(Stored data entries)
# # # # # # #
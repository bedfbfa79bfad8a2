pub mod health;

use axum::{
    routing::{get, post},
    Router,
};

use crate::job_details::handlers as job_details;
use crate::matching::handlers as matching;
use crate::state::AppState;

pub fn build_router(state: AppState) -> Router {
    Router::new()
        .route("/health", get(health::health_handler))
        // AI matches
        .route("/api/ai-matches/match/jobs", post(matching::handle_match_jobs))
        .route("/api/ai-matches/rescore", post(matching::handle_rescore))
        // AI content
        .route("/api/ai/job-details", post(job_details::handle_job_details))
        .with_state(state)
}
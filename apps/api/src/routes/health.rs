use axum::Json;
use serde_json::{json, Value};

/// GET /health
/// Returns a simple status object with service version.
pub async fn health_handler() -> Json<Value> {
    Json(json!({
        "status": "ok",
        "version": env!("CARGO_PKG_VERSION"),
        "service": "seekr-api"
    }))
}
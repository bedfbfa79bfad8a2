use axum::{
    http::StatusCode,
    response::{IntoResponse, Response},
    Json,
};
use serde_json::json;
use thiserror::Error;

/// Application-level error type.
/// Implements `IntoResponse` so Axum handlers can return `Result<T, AppError>`.
#[derive(Debug, Error)]
pub enum AppError {
    #[error("Not found: {0}")]
    NotFound(String),

    #[error("Validation error: {0}")]
    Validation(String),

    #[error("Database error: {0}")]
    Database(#[from] sqlx::Error),

    #[error("LLM error: {0}")]
    Llm(String),

    #[error("Internal server error: {0}")]
    Internal(#[from] anyhow::Error),
}

impl AppError {
    pub fn status(&self) -> StatusCode {
        match self {
            AppError::NotFound(_) => StatusCode::NOT_FOUND,
            AppError::Validation(_) => StatusCode::BAD_REQUEST,
            AppError::Database(_) | AppError::Llm(_) | AppError::Internal(_) => {
                StatusCode::INTERNAL_SERVER_ERROR
            }
        }
    }
}

impl IntoResponse for AppError {
    fn into_response(self) -> Response {
        let status = self.status();
        let (code, message) = match &self {
            AppError::NotFound(msg) => ("NOT_FOUND", msg.clone()),
            AppError::Validation(msg) => ("VALIDATION_ERROR", msg.clone()),
            AppError::Database(e) => {
                tracing::error!("Database error: {e}");
                ("DATABASE_ERROR", e.to_string())
            }
            AppError::Llm(msg) => {
                tracing::error!("LLM error: {msg}");
                ("LLM_ERROR", "An AI processing error occurred".to_string())
            }
            AppError::Internal(e) => {
                tracing::error!("Internal error: {e:?}");
                (
                    "INTERNAL_ERROR",
                    "An internal server error occurred".to_string(),
                )
            }
        };

        let body = Json(json!({
            "error": {
                "code": code,
                "message": message
            }
        }));

        (status, body).into_response()
    }
}
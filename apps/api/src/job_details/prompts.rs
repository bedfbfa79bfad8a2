// All LLM prompt constants for the job details module.

/// System prompt for job-details drafting. Paired with `JSON_ONLY_SYSTEM`.
pub const JOB_DETAILS_SYSTEM: &str = "You are an experienced recruiter writing job postings \
    for students and OJT (on-the-job training) candidates. Write clear, specific, \
    entry-level friendly content.";

/// Job-details prompt template. Replace `{job_title}` and `{brief}` before sending.
pub const JOB_DETAILS_PROMPT_TEMPLATE: &str = r#"Draft the details of a job posting.

JOB TITLE: {job_title}
EMPLOYER NOTES: {brief}

Return a JSON object with this EXACT schema (no extra fields):
{
  "summary": "Two or three sentences describing the role.",
  "responsibilities": ["..."],
  "must_haves": ["..."],
  "nice_to_haves": ["..."],
  "perks": ["..."],
  "tags": ["short lowercase skill or category tags"]
}

Rules:
- 3 to 6 items per list, except tags (3 to 8).
- Do not invent salary figures or company names.
- If the employer notes are empty, base the content on the job title alone."#;
pub mod matching;
//! Cooldown gate — at most one fresh (LLM-backed) rescore per student per window.
//!
//! Inside the window the caller gets the rows already scored since local
//! midnight. Outside it, the usage marker is claimed *before* any scoring with
//! a conditional upsert, so of two concurrent requests only one scores; the
//! other is served the cache. A failed usage lookup fails closed.

use chrono::{DateTime, Duration, Local, NaiveTime, TimeZone, Utc};
use tracing::{error, info, warn};
use uuid::Uuid;

use crate::errors::AppError;
use crate::matching::store::MatchStore;
use crate::models::matching::JobMatchRecord;

#[derive(Debug)]
pub enum GateDecision {
    /// Cooldown still running; serve these rows without calling the LLM.
    Cached(Vec<JobMatchRecord>),
    /// Usage marker has been refreshed; run the scoring pool.
    Fresh,
}

pub fn within_cooldown(
    last_used_at: DateTime<Utc>,
    now: DateTime<Utc>,
    cooldown: Duration,
) -> bool {
    now - last_used_at < cooldown
}

/// Start of the calendar day containing `now`, in `now`'s timezone.
pub fn local_midnight<Tz: TimeZone>(now: &DateTime<Tz>) -> DateTime<Utc> {
    let midnight = now.date_naive().and_time(NaiveTime::MIN);
    now.timezone()
        .from_local_datetime(&midnight)
        .earliest()
        .map(|dt| dt.with_timezone(&Utc))
        .unwrap_or_else(|| Utc.from_utc_datetime(&midnight))
}

pub async fn check_gate(
    store: &dyn MatchStore,
    student_id: Uuid,
    now: DateTime<Utc>,
    cooldown: Duration,
) -> Result<GateDecision, AppError> {
    let usage = store.rescore_usage(student_id).await.map_err(|e| {
        error!("Rescore usage lookup failed for student {student_id}, refusing to score: {e}");
        AppError::Database(e)
    })?;

    if let Some(usage) = usage {
        if within_cooldown(usage.last_used_at, now, cooldown) {
            let cached = cached_since_midnight(store, student_id, now).await?;
            info!(
                "Rescore cooldown active for student {} (last run {}), serving {} cached rows",
                usage.student_id,
                usage.last_used_at,
                cached.len()
            );
            return Ok(GateDecision::Cached(cached));
        }
    }

    if !store.claim_rescore_usage(student_id, now, now - cooldown).await? {
        let cached = cached_since_midnight(store, student_id, now).await?;
        warn!(
            "Rescore slot for student {student_id} was claimed by a concurrent request, \
             serving {} cached rows",
            cached.len()
        );
        return Ok(GateDecision::Cached(cached));
    }
    Ok(GateDecision::Fresh)
}

async fn cached_since_midnight(
    store: &dyn MatchStore,
    student_id: Uuid,
    now: DateTime<Utc>,
) -> Result<Vec<JobMatchRecord>, AppError> {
    let since = local_midnight(&now.with_timezone(&Local));
    Ok(store.matches_scored_since(student_id, since).await?)
}
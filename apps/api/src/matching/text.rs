//! Profile / job text builders.
//!
//! Both take a loosely-typed row (`serde_json::Value`) and flatten the named
//! fields into one whitespace-normalized block. Missing or null fields become
//! empty strings; no shape is rejected.

use serde_json::Value;

/// Student profile fields fed to the scorer, in order.
pub const PROFILE_FIELDS: &[&str] = &[
    "introduction",
    "skills",
    "experiences",
    "certs",
    "portfolio",
    "resume_text",
];

/// Job posting fields fed to the scorer, in order.
pub const JOB_FIELDS: &[&str] = &["job_title", "job_description", "qualifications", "tags"];

pub fn build_profile_text(profile: &Value) -> String {
    build_text(profile, PROFILE_FIELDS)
}

pub fn build_job_text(job: &Value) -> String {
    build_text(job, JOB_FIELDS)
}

fn build_text(record: &Value, fields: &[&str]) -> String {
    let joined = fields
        .iter()
        .map(|field| record.get(*field).map(flatten_value).unwrap_or_default())
        .collect::<Vec<_>>()
        .join(" ");
    normalize_whitespace(&joined)
}

/// Strings as-is, arrays joined with ", ", objects as compact JSON, null as "".
fn flatten_value(value: &Value) -> String {
    match value {
        Value::Null => String::new(),
        Value::String(s) => s.clone(),
        Value::Bool(b) => b.to_string(),
        Value::Number(n) => n.to_string(),
        Value::Array(items) => items
            .iter()
            .map(flatten_value)
            .filter(|s| !s.trim().is_empty())
            .collect::<Vec<_>>()
            .join(", "),
        Value::Object(_) => value.to_string(),
    }
}

fn normalize_whitespace(text: &str) -> String {
    text.split_whitespace().collect::<Vec<_>>().join(" ")
}
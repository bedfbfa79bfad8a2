//! Match listing — ranked similarity matches enriched with posting and employer fields.

use std::collections::HashMap;

use serde::Serialize;
use tracing::debug;
use uuid::Uuid;

use crate::errors::AppError;
use crate::matching::store::MatchStore;
use crate::models::matching::{JobSummaryRow, MatchCandidate};

#[derive(Debug, Clone, Serialize)]
pub struct JobMatchListing {
    pub job_id: Uuid,
    pub similarity: f64,
    pub match_score: f64,
    pub job_title: Option<String>,
    pub location: Option<String>,
    pub work_type: Option<String>,
    pub status: Option<String>,
    pub company_name: Option<String>,
    pub company_logo: Option<String>,
}

impl JobMatchListing {
    fn new(candidate: &MatchCandidate, summary: JobSummaryRow) -> Self {
        Self {
            job_id: candidate.job_id,
            similarity: candidate.similarity,
            match_score: candidate.match_score(),
            job_title: summary.job_title,
            location: summary.location,
            work_type: summary.work_type,
            status: summary.status,
            company_name: summary.company_name,
            company_logo: summary.company_logo,
        }
    }
}

/// Returns the student's matches in rank order, dropping postings that are
/// paused, archived or gone.
pub async fn list_job_matches(
    store: &dyn MatchStore,
    student_id: Uuid,
) -> Result<Vec<JobMatchListing>, AppError> {
    let candidates = store.ranked_matches(student_id).await?;
    if candidates.is_empty() {
        return Ok(Vec::new());
    }

    let ids: Vec<Uuid> = candidates.iter().map(|c| c.job_id).collect();
    let mut summaries: HashMap<Uuid, JobSummaryRow> = store
        .job_summaries(&ids)
        .await?
        .into_iter()
        .map(|row| (row.id, row))
        .collect();

    let listings: Vec<JobMatchListing> = candidates
        .iter()
        .filter_map(|c| {
            summaries
                .remove(&c.job_id)
                .filter(JobSummaryRow::is_listed)
                .map(|summary| JobMatchListing::new(c, summary))
        })
        .collect();

    debug!(
        "Listing {} of {} matches for student {student_id}",
        listings.len(),
        candidates.len()
    );
    Ok(listings)
}
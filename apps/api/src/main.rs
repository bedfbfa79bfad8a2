mod config;
mod db;
mod errors;
mod job_details;
mod llm_client;
mod matching;
mod models;
mod routes;
mod state;

use anyhow::Result;
use std::net::SocketAddr;
use std::sync::Arc;
use tower_http::{cors::CorsLayer, trace::TraceLayer};
use tracing::info;
use tracing_subscriber::{layer::SubscriberExt, util::SubscriberInitExt, EnvFilter};

use crate::config::Config;
use crate::db::create_pool;
use crate::llm_client::{ChatCompletion, LlmClient};
use crate::matching::scorer::LlmJobScorer;
use crate::matching::store::PgMatchStore;
use crate::routes::build_router;
use crate::state::AppState;

#[tokio::main]
async fn main() -> Result<()> {
    // Load configuration first (fails on missing required env vars)
    let config = Config::from_env()?;

    // Initialize structured logging
    tracing_subscriber::registry()
        .with(EnvFilter::try_from_default_env().unwrap_or_else(|_| {
            EnvFilter::new(format!("{}={}", env!("CARGO_CRATE_NAME"), &config.rust_log))
        }))
        .with(tracing_subscriber::fmt::layer())
        .init();

    info!("Starting Seekr API v{}", env!("CARGO_PKG_VERSION"));

    // Initialize PostgreSQL
    let db = create_pool(&config.database_url).await?;

    // Initialize LLM client
    let llm = LlmClient::new(
        config.llm_api_key.clone(),
        config.llm_base_url.clone(),
        config.llm_model.clone(),
    )?;
    info!("LLM client initialized (model: {})", llm.model());
    let llm: Arc<dyn ChatCompletion> = Arc::new(llm);

    info!(
        "Rescore settings: cooldown={}h, workers={}, default top_n={}",
        config.rescore_cooldown_hours, config.rescore_concurrency, config.rescore_default_top_n
    );

    // Build app state
    let state = AppState {
        config: config.clone(),
        store: Arc::new(PgMatchStore::new(db)),
        scorer: Arc::new(LlmJobScorer::new(llm.clone())),
        llm,
    };

    // Build router
    let app = build_router(state)
        .layer(TraceLayer::new_for_http())
        .layer(CorsLayer::permissive()); // TODO: restrict origins to the Seekr web app domain

    let addr: SocketAddr = format!("0.0.0.0:{}", config.port).parse()?;
    info!("Listening on {addr}");

    let listener = tokio::net::TcpListener::bind(addr).await?;
    axum::serve(listener, app).await?;

    Ok(())
}
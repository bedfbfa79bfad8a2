use std::time::Duration;

use anyhow::{Context, Result};
use sqlx::postgres::PgPoolOptions;
use sqlx::PgPool;
use tracing::info;

const MAX_CONNECTIONS: u32 = 10;
const ACQUIRE_TIMEOUT: Duration = Duration::from_secs(10);

/// Creates the PostgreSQL pool shared by the match store.
/// Its size also caps how many scoring workers can hit the database at once.
pub async fn create_pool(database_url: &str) -> Result<PgPool> {
    info!("Connecting to PostgreSQL...");

    let pool = PgPoolOptions::new()
        .max_connections(MAX_CONNECTIONS)
        .acquire_timeout(ACQUIRE_TIMEOUT)
        .connect(database_url)
        .await
        .context("Failed to connect to PostgreSQL")?;

    info!("PostgreSQL connection pool established ({MAX_CONNECTIONS} connections)");
    Ok(pool)
}
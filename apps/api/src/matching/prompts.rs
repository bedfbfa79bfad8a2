// Prompt constants for the matching module.

/// System prompt for job-fit scoring. Paired with `NUMBER_ONLY_SYSTEM`.
pub const FIT_SCORE_SYSTEM: &str = "You are a strict technical recruiter evaluating how well \
    a student or OJT candidate fits a job posting. Score the fit from 0 (no fit) to 100 \
    (perfect fit) based only on the information provided.";

/// Scoring prompt template. Replace `{student_text}` and `{job_text}` before sending.
pub const FIT_SCORE_PROMPT_TEMPLATE: &str = r#"CANDIDATE PROFILE:
{student_text}

JOB POSTING:
{job_text}

How well does this candidate fit this job? Reply with a single integer between 0 and 100."#;
// AI-assisted job posting content: drafts structured details from a title and brief.
// All LLM calls go through llm_client.

pub mod generator;
pub mod handlers;
pub mod prompts;
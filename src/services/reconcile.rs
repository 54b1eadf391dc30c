//! Rebuilding the metadata index from the raw storage listing.
//!
//! The index is a derived cache, never a source of truth. The global sweep
//! upserts rows in place; the single-hotel sweep deletes every row for the
//! hotel first and reinserts what storage actually holds (replace-all
//! semantics). Folder sync heals files present in only one of the tiers.

use crate::models::media::MediaIndexRow;
use crate::services::naming::{self, Tier, content_type_for, tier_dir};
use crate::services::object_store::ObjectInfo;
use crate::services::{MediaService, PipelineError, PipelineResult};
use chrono::Utc;
use serde::Serialize;
use sqlx::{QueryBuilder, Sqlite};
use std::collections::BTreeMap;
use tracing::{info, warn};
use uuid::Uuid;

/// Result of a global reconciliation sweep.
#[derive(Clone, Debug, Default, Serialize)]
pub struct SweepReport {
    pub total_files: usize,
    pub records_processed: usize,
    pub inserted: usize,
    pub updated: usize,
    pub errors: Vec<String>,
    /// First rows discovered, for dry-run inspection.
    pub sample: Vec<MediaIndexRow>,
}

/// Result of a single-hotel replace-all sweep.
#[derive(Clone, Debug, Serialize, PartialEq, Eq)]
pub struct HotelSweepReport {
    pub created: usize,
    /// Inserted rows whose file name yielded a sequence number. A low
    /// ratio against `created` signals naming drift.
    pub seq_extracted: usize,
    pub seq_failed: usize,
}

/// Result of a best-effort tier heal.
#[derive(Clone, Debug, Default, Serialize)]
pub struct FolderSyncReport {
    pub copied_to_public: usize,
    pub copied_to_originals: usize,
    pub errors: Vec<String>,
}

const DRY_RUN_SAMPLE: usize = 10;

impl MediaService {
    /// Sweep both tier roots end-to-end and upsert the index row of every
    /// parseable file, keyed by `(external_id, file_path)`.
    ///
    /// Processing is paged per slug subfolder so one oversized hotel cannot
    /// balloon memory, and writes run in bounded batches. Unparseable file
    /// names are counted in `errors` without stopping the sweep. With
    /// `dry_run` the sweep discovers and builds rows but issues zero writes.
    pub async fn reconcile_all(&self, dry_run: bool) -> PipelineResult<SweepReport> {
        let mut report = SweepReport::default();

        for tier in [Tier::Originals, Tier::Public] {
            let mut by_slug: BTreeMap<String, Vec<ObjectInfo>> = BTreeMap::new();
            for object in self.store.list(tier.root()).await? {
                if let Some(slug) = slug_of_path(&object.path) {
                    by_slug.entry(slug).or_default().push(object);
                }
            }

            for (slug, objects) in by_slug {
                report.total_files += objects.len();
                let mut rows = Vec::new();
                for object in objects {
                    match self.row_from_object(&slug, &object, None) {
                        Some(row) => rows.push(row),
                        None => report.errors.push(format!(
                            "unparseable file name: {}",
                            object.path
                        )),
                    }
                }

                report.records_processed += rows.len();
                if report.sample.len() < DRY_RUN_SAMPLE {
                    let take = DRY_RUN_SAMPLE - report.sample.len();
                    report.sample.extend(rows.iter().take(take).cloned());
                }
                if dry_run {
                    continue;
                }

                for batch in rows.chunks(self.reconcile_batch_size.max(1)) {
                    for row in batch {
                        if upsert_media_row(&self.db, row).await? {
                            report.inserted += 1;
                        } else {
                            report.updated += 1;
                        }
                    }
                }
            }
        }

        info!(
            dry_run,
            total = report.total_files,
            inserted = report.inserted,
            updated = report.updated,
            errors = report.errors.len(),
            "global reconciliation sweep finished"
        );
        Ok(report)
    }

    /// Rebuild the index for one hotel with replace-all semantics: delete
    /// every existing row, then reinsert exactly what storage holds.
    ///
    /// Lists the canonical layout plus the legacy `tier/hotels/slug` layout,
    /// de-duplicating by file name with the public tier winning conflicts.
    pub async fn reconcile_one(&self, external_id: &str) -> PipelineResult<HotelSweepReport> {
        let hotel = self.resolve_hotel(external_id).await?;
        let slug = naming::normalize_slug(&hotel.slug);

        sqlx::query("DELETE FROM media_index WHERE external_id = ?")
            .bind(external_id)
            .execute(&*self.db)
            .await?;

        // Originals first so a public rendition with the same file name
        // replaces it in the map.
        let mut by_name: BTreeMap<String, (String, ObjectInfo)> = BTreeMap::new();
        for tier in [Tier::Originals, Tier::Public] {
            for prefix in [
                tier_dir(tier, &slug),
                format!("{}/hotels/{}", tier.root(), slug),
            ] {
                for object in self.store.list(&prefix).await? {
                    let name = naming::file_name_of(&object.path).to_string();
                    by_name.insert(name, (slug.clone(), object));
                }
            }
        }

        let mut rows = Vec::new();
        let mut seq_extracted = 0;
        let mut seq_failed = 0;
        for (slug, object) in by_name.into_values() {
            let row = self
                .row_from_object(&slug, &object, Some(external_id))
                .unwrap_or_else(|| self.fallback_row(&slug, external_id, &object));
            if row.sequence.is_some() {
                seq_extracted += 1;
            } else {
                seq_failed += 1;
            }
            rows.push(row);
        }

        for batch in rows.chunks(self.reconcile_batch_size.max(1)) {
            insert_media_rows(&self.db, batch).await?;
        }

        let report = HotelSweepReport {
            created: rows.len(),
            seq_extracted,
            seq_failed,
        };
        info!(external_id, slug = %slug, ?report, "hotel index rebuilt");
        Ok(report)
    }

    /// Copy files present in exactly one tier into the other. Best-effort:
    /// per-file failures are accumulated, not fatal.
    pub async fn folder_sync(&self, external_id: &str) -> PipelineResult<FolderSyncReport> {
        let hotel = self.resolve_hotel(external_id).await?;
        let slug = naming::normalize_slug(&hotel.slug);

        let originals = self.tier_names(Tier::Originals, &slug).await?;
        let public = self.tier_names(Tier::Public, &slug).await?;
        let mut report = FolderSyncReport::default();

        for (name, from) in &originals {
            if !public.contains_key(name) {
                let to = naming::public_path(&slug, name);
                match self.copy_object(from, &to).await {
                    Ok(()) => report.copied_to_public += 1,
                    Err(err) => report.errors.push(format!("{}: {}", from, err)),
                }
            }
        }
        for (name, from) in &public {
            if !originals.contains_key(name) {
                let to = naming::original_path(&slug, name);
                match self.copy_object(from, &to).await {
                    Ok(()) => report.copied_to_originals += 1,
                    Err(err) => report.errors.push(format!("{}: {}", from, err)),
                }
            }
        }

        if !report.errors.is_empty() {
            warn!(
                external_id,
                errors = report.errors.len(),
                "folder sync finished with failures"
            );
        }
        Ok(report)
    }

    async fn tier_names(
        &self,
        tier: Tier,
        slug: &str,
    ) -> PipelineResult<BTreeMap<String, String>> {
        let mut names = BTreeMap::new();
        for object in self.store.list(&tier_dir(tier, slug)).await? {
            names.insert(
                naming::file_name_of(&object.path).to_string(),
                object.path,
            );
        }
        Ok(names)
    }

    async fn copy_object(&self, from: &str, to: &str) -> PipelineResult<()> {
        let bytes = self
            .store
            .download(from)
            .await?
            .ok_or_else(|| PipelineError::ObjectNotFound(from.to_string()))?;
        self.store
            .upload(to, bytes, Some(content_type_for(to)), true)
            .await
    }

    /// Build an index row for a stored object whose name parses under one
    /// of the known patterns. When `expected_id` is given, files naming a
    /// different hotel are treated as unparseable for this sweep.
    fn row_from_object(
        &self,
        slug: &str,
        object: &ObjectInfo,
        expected_id: Option<&str>,
    ) -> Option<MediaIndexRow> {
        let name = naming::file_name_of(&object.path);
        let parsed = naming::parse_media_filename(name)?;
        if let Some(expected) = expected_id {
            if parsed.external_id != expected {
                return None;
            }
        }
        Some(MediaIndexRow {
            id: Uuid::new_v4(),
            external_id: parsed.external_id,
            file_name: name.to_string(),
            file_path: object.path.clone(),
            storage_path: dir_of_path(&object.path),
            public_url: self.store.public_url(&object.path),
            file_type: object
                .content_type
                .clone()
                .unwrap_or_else(|| content_type_for(name).to_string()),
            file_size: object.size as i64,
            slug: slug.to_string(),
            sequence: parsed.sequence.map(i64::from),
            original_url: None,
            updated_at: Utc::now(),
        })
    }

    /// Single-hotel sweeps know which hotel a directory belongs to, so an
    /// unparseable name still gets a row — just without a sequence.
    fn fallback_row(&self, slug: &str, external_id: &str, object: &ObjectInfo) -> MediaIndexRow {
        let name = naming::file_name_of(&object.path);
        MediaIndexRow {
            id: Uuid::new_v4(),
            external_id: external_id.to_string(),
            file_name: name.to_string(),
            file_path: object.path.clone(),
            storage_path: dir_of_path(&object.path),
            public_url: self.store.public_url(&object.path),
            file_type: object
                .content_type
                .clone()
                .unwrap_or_else(|| content_type_for(name).to_string()),
            file_size: object.size as i64,
            slug: slug.to_string(),
            sequence: None,
            original_url: None,
            updated_at: Utc::now(),
        }
    }
}

fn slug_of_path(path: &str) -> Option<String> {
    let mut parts = path.split('/');
    let _tier = parts.next()?;
    let mut slug = parts.next()?;
    // Legacy layout nests the slug one level deeper: `tier/hotels/slug/...`.
    if slug == "hotels" {
        slug = parts.next()?;
    }
    // Require at least a file name below the slug directory.
    parts.next()?;
    Some(slug.to_string())
}

fn dir_of_path(path: &str) -> String {
    match path.rsplit_once('/') {
        Some((dir, _)) => dir.to_string(),
        None => String::new(),
    }
}

/// Upsert one index row keyed by `(external_id, file_path)`.
/// Returns true when a new row was inserted, false when updated in place.
pub(crate) async fn upsert_media_row(
    db: &sqlx::SqlitePool,
    row: &MediaIndexRow,
) -> PipelineResult<bool> {
    let existing: Option<(Uuid,)> =
        sqlx::query_as("SELECT id FROM media_index WHERE external_id = ? AND file_path = ?")
            .bind(&row.external_id)
            .bind(&row.file_path)
            .fetch_optional(db)
            .await?;

    sqlx::query(
        r#"
        INSERT INTO media_index (
            id, external_id, file_name, file_path, storage_path, public_url,
            file_type, file_size, slug, sequence, original_url, updated_at
        ) VALUES (?, ?, ?, ?, ?, ?, ?, ?, ?, ?, ?, ?)
        ON CONFLICT(external_id, file_path) DO UPDATE SET
            file_name = excluded.file_name,
            storage_path = excluded.storage_path,
            public_url = excluded.public_url,
            file_type = excluded.file_type,
            file_size = excluded.file_size,
            slug = excluded.slug,
            sequence = excluded.sequence,
            original_url = COALESCE(excluded.original_url, media_index.original_url),
            updated_at = excluded.updated_at
        "#,
    )
    .bind(row.id)
    .bind(&row.external_id)
    .bind(&row.file_name)
    .bind(&row.file_path)
    .bind(&row.storage_path)
    .bind(&row.public_url)
    .bind(&row.file_type)
    .bind(row.file_size)
    .bind(&row.slug)
    .bind(row.sequence)
    .bind(&row.original_url)
    .bind(row.updated_at)
    .execute(db)
    .await?;

    Ok(existing.is_none())
}

/// Bulk-insert freshly built rows (replace-all sweep already cleared the
/// hotel's rows, so plain inserts suffice).
async fn insert_media_rows(db: &sqlx::SqlitePool, rows: &[MediaIndexRow]) -> PipelineResult<()> {
    if rows.is_empty() {
        return Ok(());
    }
    let mut builder = QueryBuilder::<Sqlite>::new(
        "INSERT INTO media_index (id, external_id, file_name, file_path, storage_path, \
         public_url, file_type, file_size, slug, sequence, original_url, updated_at) ",
    );
    builder.push_values(rows, |mut b, row| {
        b.push_bind(row.id)
            .push_bind(&row.external_id)
            .push_bind(&row.file_name)
            .push_bind(&row.file_path)
            .push_bind(&row.storage_path)
            .push_bind(&row.public_url)
            .push_bind(&row.file_type)
            .push_bind(row.file_size)
            .push_bind(&row.slug)
            .push_bind(row.sequence)
            .push_bind(&row.original_url)
            .push_bind(row.updated_at);
    });
    builder.build().execute(db).await?;
    Ok(())
}
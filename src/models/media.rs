//! Represents one stored media object as mirrored in the metadata index.

use chrono::{DateTime, Utc};
use serde::{Deserialize, Serialize};
use sqlx::FromRow;
use uuid::Uuid;

/// One row of the media index: a metadata mirror of a single object in
/// either storage tier.
///
/// The index is a rebuildable cache over the blob store — the bytes on
/// the store are the source of truth, and reconciliation may delete and
/// recreate these rows wholesale at any time. Only the ingestion and
/// reconciliation engines write this table.
#[derive(Serialize, Deserialize, Clone, FromRow, Debug)]
pub struct MediaIndexRow {
    /// Internal UUID for DB indexing.
    pub id: Uuid,

    /// Hotel identifier in the upstream booking system.
    pub external_id: String,

    /// Bare file name, e.g. `aman-tokyo_12345_01.jpg`.
    pub file_name: String,

    /// Full object path including tier and slug, e.g.
    /// `public/aman-tokyo/aman-tokyo_12345_01_1600w.webp`.
    /// Together with `external_id` this is the upsert key.
    pub file_path: String,

    /// Directory the object lives in, e.g. `public/aman-tokyo`.
    pub storage_path: String,

    /// Resolved public URL for the object.
    pub public_url: String,

    /// Content type (MIME type).
    pub file_type: String,

    /// Size in bytes.
    pub file_size: i64,

    /// Normalized hotel slug.
    pub slug: String,

    /// Sequence number parsed from the file name, if the name matched any
    /// known pattern that carries one.
    pub sequence: Option<i64>,

    /// Source URL the image was ingested from, when known. Not recoverable
    /// from storage, so reconciliation only preserves an existing value on
    /// upsert; nothing currently writes a fresh one.
    pub original_url: Option<String>,

    /// Timestamp of the last write to this row.
    pub updated_at: DateTime<Utc>,
}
# # # # # # #
• [Exercise description] Copy each line of the data that contains the word "Duration".

• [Response]
use chrono::{DateTime, Duration, Local, NaiveTime, TimeZone, Utc};
    cooldown: Duration,
    cooldown: Duration,
use std::time::Duration;
const ACQUIRE_TIMEOUT: Duration = Duration::from_secs(10);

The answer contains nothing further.